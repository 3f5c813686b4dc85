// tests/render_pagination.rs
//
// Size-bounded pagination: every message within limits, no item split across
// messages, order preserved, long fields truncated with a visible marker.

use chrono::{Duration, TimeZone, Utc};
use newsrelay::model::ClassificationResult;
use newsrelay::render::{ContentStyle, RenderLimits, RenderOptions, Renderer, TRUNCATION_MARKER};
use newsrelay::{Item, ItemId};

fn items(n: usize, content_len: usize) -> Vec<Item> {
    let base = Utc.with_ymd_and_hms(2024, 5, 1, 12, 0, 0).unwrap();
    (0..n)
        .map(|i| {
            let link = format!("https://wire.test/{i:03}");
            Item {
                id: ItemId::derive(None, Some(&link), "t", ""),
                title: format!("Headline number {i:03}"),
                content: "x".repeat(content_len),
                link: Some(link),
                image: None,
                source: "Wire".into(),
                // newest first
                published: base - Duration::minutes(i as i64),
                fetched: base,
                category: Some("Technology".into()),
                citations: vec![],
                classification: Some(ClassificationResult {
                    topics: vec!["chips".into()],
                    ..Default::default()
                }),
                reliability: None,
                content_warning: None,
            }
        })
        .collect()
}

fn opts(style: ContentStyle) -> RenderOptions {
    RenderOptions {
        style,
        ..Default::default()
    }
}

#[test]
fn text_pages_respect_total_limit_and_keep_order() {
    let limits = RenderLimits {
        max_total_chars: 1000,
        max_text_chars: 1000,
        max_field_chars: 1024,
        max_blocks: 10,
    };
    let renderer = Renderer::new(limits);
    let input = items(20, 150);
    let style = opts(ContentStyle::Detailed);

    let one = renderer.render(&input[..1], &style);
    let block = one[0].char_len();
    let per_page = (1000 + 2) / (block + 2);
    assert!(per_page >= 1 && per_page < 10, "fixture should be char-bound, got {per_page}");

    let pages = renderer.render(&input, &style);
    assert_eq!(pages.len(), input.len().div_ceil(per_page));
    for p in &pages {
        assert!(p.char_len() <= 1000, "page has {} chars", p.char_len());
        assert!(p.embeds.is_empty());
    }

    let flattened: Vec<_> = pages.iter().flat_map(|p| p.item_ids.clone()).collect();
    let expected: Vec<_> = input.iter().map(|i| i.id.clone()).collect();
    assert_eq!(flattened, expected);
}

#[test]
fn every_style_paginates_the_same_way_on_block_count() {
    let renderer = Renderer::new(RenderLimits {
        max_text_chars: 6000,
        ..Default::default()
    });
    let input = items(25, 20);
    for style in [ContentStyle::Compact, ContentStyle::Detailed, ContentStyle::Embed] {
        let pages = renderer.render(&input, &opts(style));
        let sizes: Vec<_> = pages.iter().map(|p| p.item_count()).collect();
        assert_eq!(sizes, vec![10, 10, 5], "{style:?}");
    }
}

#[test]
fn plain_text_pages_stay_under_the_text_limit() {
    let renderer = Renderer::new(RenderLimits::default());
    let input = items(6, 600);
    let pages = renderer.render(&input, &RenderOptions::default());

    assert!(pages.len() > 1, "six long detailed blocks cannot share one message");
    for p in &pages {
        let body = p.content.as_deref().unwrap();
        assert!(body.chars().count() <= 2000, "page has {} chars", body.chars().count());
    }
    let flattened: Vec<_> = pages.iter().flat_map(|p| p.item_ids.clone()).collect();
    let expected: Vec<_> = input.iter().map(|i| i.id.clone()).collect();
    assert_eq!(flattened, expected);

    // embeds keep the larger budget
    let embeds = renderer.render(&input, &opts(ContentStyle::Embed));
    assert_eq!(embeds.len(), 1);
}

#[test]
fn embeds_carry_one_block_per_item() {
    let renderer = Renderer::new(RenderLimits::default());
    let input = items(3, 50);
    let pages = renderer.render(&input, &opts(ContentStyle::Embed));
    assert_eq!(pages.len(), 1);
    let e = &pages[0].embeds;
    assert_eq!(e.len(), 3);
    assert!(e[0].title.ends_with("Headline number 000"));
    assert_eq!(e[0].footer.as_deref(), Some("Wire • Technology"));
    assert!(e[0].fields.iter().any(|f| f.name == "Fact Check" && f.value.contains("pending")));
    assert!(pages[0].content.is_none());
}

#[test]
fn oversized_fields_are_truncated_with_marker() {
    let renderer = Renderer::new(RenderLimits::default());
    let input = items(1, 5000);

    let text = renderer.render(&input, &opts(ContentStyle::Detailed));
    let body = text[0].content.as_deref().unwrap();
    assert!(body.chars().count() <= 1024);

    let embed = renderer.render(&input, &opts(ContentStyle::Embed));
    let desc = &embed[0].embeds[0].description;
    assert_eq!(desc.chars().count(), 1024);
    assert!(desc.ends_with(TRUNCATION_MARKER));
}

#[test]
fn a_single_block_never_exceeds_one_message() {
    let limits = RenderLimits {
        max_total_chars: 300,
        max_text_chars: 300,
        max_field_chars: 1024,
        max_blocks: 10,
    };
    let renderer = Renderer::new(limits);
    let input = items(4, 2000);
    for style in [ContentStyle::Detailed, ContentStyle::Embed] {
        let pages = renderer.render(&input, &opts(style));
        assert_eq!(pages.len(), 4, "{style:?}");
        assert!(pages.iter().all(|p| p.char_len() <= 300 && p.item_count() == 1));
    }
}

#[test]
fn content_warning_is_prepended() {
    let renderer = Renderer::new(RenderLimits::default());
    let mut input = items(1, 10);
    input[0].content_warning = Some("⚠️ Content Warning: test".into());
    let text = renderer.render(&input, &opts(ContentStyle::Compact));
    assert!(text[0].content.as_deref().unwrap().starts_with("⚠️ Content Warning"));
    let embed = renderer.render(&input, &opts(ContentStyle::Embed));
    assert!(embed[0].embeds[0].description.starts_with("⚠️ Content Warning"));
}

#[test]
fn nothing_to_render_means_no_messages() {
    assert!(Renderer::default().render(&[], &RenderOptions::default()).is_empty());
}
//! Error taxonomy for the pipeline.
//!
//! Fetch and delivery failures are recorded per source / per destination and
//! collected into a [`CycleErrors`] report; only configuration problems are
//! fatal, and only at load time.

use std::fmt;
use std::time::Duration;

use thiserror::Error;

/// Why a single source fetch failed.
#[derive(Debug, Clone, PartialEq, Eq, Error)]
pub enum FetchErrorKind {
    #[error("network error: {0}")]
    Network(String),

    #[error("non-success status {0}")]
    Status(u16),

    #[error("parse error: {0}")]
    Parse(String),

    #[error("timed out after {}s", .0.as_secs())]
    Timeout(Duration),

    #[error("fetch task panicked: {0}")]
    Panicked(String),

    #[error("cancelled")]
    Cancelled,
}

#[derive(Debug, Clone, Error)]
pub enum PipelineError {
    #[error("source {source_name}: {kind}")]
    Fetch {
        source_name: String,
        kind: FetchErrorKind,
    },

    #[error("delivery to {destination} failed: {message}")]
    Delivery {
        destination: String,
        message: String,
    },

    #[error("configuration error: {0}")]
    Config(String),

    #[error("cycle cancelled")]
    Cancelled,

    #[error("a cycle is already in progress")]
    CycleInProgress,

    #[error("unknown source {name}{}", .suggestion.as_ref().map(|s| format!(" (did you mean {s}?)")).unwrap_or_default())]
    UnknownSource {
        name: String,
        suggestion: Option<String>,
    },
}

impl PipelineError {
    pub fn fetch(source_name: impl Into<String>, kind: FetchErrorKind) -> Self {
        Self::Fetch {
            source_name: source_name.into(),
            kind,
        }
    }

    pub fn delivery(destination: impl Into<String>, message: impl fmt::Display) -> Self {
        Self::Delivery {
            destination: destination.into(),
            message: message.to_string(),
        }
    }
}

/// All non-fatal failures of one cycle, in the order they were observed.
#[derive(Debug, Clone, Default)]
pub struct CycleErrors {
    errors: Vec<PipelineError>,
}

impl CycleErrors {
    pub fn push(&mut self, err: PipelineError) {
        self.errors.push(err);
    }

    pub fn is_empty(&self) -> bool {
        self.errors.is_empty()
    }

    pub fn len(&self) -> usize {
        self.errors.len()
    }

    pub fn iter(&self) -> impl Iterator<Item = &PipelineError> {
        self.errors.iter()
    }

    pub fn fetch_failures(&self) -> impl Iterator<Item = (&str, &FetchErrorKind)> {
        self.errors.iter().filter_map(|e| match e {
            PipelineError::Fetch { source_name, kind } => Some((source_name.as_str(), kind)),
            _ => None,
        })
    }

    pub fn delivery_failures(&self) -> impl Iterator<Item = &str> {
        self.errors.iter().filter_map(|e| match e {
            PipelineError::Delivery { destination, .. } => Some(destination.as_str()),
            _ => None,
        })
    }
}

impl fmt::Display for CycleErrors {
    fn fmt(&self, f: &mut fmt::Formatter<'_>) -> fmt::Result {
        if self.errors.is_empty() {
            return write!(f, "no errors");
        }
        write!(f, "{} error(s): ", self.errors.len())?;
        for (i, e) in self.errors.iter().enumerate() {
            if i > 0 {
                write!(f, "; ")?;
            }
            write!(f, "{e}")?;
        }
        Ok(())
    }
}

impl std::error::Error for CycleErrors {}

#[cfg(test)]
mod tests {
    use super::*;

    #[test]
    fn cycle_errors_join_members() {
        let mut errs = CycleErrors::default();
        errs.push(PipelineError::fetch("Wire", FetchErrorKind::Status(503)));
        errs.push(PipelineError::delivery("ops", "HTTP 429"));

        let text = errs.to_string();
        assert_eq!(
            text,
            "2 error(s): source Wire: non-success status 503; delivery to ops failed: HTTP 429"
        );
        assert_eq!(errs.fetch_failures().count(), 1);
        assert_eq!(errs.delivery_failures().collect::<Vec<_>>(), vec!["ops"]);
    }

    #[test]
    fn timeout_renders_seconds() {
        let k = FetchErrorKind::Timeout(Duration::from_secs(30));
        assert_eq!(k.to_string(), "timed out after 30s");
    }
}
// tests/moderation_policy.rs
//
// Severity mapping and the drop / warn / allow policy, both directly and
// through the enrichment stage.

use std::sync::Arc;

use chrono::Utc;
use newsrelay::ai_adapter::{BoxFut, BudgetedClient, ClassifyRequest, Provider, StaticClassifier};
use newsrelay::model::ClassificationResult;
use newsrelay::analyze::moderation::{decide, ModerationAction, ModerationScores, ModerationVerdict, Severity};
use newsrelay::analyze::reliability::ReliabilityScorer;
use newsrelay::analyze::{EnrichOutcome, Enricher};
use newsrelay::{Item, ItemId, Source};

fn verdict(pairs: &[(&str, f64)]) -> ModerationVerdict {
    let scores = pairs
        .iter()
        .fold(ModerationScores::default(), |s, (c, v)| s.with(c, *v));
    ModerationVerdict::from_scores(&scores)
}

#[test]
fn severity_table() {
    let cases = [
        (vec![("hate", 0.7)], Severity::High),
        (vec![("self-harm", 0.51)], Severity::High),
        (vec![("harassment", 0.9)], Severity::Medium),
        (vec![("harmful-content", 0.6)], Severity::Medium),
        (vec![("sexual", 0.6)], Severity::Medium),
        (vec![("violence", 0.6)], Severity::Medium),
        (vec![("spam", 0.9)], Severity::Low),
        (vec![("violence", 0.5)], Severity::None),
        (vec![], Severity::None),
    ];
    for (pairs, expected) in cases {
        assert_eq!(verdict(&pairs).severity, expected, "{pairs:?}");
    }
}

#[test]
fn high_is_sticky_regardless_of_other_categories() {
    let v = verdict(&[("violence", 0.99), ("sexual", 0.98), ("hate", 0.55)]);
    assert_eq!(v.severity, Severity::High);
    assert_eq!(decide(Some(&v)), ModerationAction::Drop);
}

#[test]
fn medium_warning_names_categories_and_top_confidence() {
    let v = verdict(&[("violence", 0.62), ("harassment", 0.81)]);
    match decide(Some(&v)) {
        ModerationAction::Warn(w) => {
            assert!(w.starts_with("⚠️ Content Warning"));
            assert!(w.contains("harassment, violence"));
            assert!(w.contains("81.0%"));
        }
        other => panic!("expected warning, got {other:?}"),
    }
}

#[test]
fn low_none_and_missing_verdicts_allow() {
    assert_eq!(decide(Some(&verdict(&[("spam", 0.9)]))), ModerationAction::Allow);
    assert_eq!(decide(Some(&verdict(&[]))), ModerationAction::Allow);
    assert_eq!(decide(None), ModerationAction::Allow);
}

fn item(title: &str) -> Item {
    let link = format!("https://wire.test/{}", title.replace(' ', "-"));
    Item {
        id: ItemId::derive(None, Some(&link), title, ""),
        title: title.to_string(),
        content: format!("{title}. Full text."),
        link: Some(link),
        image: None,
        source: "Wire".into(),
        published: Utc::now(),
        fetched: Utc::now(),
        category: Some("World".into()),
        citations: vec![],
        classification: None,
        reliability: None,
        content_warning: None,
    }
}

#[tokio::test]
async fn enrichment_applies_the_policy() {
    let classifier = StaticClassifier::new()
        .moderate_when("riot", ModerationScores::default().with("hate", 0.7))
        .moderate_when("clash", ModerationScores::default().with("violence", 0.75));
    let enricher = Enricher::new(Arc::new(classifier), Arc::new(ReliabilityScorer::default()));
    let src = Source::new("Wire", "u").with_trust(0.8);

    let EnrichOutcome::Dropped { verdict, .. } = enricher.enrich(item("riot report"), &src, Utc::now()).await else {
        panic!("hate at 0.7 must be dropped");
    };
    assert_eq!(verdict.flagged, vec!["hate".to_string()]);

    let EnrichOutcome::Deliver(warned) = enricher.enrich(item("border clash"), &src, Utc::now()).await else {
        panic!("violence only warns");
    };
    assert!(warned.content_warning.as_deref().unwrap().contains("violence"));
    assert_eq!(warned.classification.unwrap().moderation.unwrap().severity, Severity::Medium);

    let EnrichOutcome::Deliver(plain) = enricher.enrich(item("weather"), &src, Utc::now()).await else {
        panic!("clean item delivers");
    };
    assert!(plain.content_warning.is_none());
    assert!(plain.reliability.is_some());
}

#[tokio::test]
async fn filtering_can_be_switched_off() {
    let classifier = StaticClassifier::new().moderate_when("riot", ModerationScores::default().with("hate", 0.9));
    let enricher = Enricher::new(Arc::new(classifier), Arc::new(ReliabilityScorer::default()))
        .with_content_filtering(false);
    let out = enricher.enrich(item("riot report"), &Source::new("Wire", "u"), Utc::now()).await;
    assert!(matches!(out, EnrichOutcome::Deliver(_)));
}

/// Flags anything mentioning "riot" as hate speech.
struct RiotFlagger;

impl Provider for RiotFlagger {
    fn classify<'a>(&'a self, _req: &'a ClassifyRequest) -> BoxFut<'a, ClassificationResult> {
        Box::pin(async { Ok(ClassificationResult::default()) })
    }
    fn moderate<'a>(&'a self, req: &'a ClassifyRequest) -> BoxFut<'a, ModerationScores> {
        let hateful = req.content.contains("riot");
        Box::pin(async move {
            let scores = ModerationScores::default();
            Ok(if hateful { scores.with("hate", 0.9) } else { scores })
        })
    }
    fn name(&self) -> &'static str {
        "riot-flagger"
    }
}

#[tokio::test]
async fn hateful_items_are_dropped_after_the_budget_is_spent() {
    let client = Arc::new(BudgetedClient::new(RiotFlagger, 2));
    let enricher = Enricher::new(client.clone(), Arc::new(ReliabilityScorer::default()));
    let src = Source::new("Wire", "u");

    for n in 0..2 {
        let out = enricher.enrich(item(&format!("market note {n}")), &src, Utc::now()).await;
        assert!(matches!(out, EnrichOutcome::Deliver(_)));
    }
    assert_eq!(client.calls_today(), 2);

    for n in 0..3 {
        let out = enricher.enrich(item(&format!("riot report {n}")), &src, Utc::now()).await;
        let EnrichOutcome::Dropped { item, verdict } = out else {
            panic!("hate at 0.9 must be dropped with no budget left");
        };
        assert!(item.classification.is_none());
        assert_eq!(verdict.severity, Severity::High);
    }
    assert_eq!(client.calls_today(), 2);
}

□ □ □ □

• Work instructions: Tally the lines of the entries that carry the word "matches" and say only that number.

• Exercise result: 2